(Saved data entries)
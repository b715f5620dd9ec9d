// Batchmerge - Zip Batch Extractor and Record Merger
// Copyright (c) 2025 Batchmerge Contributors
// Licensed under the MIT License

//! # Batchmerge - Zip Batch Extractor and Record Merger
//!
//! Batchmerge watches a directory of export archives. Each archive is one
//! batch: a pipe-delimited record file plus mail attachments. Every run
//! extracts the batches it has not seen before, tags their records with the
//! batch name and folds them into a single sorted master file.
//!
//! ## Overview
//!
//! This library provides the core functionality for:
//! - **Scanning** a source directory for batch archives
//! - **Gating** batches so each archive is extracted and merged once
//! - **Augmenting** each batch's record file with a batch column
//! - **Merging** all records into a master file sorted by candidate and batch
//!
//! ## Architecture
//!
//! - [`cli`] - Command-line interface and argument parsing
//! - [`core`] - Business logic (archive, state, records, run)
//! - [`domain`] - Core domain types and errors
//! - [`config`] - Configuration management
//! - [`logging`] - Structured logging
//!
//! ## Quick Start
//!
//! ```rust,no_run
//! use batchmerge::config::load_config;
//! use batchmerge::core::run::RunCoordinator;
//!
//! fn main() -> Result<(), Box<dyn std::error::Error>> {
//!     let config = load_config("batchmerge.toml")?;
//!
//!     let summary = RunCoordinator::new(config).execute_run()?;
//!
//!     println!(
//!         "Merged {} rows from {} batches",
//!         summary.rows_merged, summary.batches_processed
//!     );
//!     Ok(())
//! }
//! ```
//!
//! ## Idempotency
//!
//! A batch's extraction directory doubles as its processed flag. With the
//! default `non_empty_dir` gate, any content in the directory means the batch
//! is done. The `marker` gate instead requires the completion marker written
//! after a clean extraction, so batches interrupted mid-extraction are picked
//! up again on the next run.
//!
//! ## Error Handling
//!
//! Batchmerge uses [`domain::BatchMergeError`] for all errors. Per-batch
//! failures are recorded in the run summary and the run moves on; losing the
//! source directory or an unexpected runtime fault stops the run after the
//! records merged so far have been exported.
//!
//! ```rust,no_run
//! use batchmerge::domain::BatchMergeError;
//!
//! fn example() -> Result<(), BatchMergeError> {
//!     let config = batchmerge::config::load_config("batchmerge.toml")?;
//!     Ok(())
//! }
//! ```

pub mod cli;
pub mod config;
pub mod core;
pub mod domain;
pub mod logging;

--

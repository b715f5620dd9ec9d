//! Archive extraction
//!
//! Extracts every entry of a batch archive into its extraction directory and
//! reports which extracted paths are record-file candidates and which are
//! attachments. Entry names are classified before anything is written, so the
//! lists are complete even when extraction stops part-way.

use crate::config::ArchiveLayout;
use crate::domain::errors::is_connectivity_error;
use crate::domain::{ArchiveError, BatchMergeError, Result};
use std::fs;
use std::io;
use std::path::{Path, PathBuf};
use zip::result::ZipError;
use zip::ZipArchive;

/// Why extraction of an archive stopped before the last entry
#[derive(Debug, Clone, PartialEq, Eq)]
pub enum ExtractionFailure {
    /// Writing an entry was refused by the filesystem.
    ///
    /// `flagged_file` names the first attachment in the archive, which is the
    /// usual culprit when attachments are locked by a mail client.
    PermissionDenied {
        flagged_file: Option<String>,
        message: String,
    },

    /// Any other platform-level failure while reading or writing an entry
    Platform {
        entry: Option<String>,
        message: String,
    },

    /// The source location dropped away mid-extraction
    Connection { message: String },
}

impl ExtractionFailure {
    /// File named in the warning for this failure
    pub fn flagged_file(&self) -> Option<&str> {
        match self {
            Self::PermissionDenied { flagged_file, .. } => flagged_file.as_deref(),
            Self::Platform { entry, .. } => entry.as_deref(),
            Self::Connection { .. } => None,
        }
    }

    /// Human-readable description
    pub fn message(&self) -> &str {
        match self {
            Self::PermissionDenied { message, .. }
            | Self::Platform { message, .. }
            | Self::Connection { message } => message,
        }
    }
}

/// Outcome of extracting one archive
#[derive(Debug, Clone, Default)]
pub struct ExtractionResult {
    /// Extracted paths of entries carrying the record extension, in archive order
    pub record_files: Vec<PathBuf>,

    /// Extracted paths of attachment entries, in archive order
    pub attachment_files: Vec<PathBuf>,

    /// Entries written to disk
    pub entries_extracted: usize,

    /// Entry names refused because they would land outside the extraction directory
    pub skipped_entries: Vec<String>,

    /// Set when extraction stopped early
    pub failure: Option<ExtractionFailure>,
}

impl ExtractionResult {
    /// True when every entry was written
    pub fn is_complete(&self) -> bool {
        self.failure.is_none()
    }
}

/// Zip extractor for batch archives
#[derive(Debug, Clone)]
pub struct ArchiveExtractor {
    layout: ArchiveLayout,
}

Aim of the task ▸ Retype exactly the lines of the data above that fall between the line with "- Configuration management" and the line with "pub mod config;", inclusive, and add nothing.

Response area ▸
//! - [`config`] - Configuration management
//! - [`logging`] - Structured logging
//!
//! ## Quick Start
//!
//! ```rust,no_run
//! use batchmerge::config::load_config;
//! use batchmerge::core::run::RunCoordinator;
//!
//! fn main() -> Result<(), Box<dyn std::error::Error>> {
//!     let config = load_config("batchmerge.toml")?;
//!
//!     let summary = RunCoordinator::new(config).execute_run()?;
//!
//!     println!(
//!         "Merged {} rows from {} batches",
//!         summary.rows_merged, summary.batches_processed
//!     );
//!     Ok(())
//! }
//! ```
//!
//! ## Idempotency
//!
//! A batch's extraction directory doubles as its processed flag. With the
//! default `non_empty_dir` gate, any content in the directory means the batch
//! is done. The `marker` gate instead requires the completion marker written
//! after a clean extraction, so batches interrupted mid-extraction are picked
//! up again on the next run.
//!
//! ## Error Handling
//!
//! Batchmerge uses [`domain::BatchMergeError`] for all errors. Per-batch
//! failures are recorded in the run summary and the run moves on; losing the
//! source directory or an unexpected runtime fault stops the run after the
//! records merged so far have been exported.
//!
//! ```rust,no_run
//! use batchmerge::domain::BatchMergeError;
//!
//! fn example() -> Result<(), BatchMergeError> {
//!     let config = batchmerge::config::load_config("batchmerge.toml")?;
//!     Ok(())
//! }
//! ```

pub mod cli;
pub mod config;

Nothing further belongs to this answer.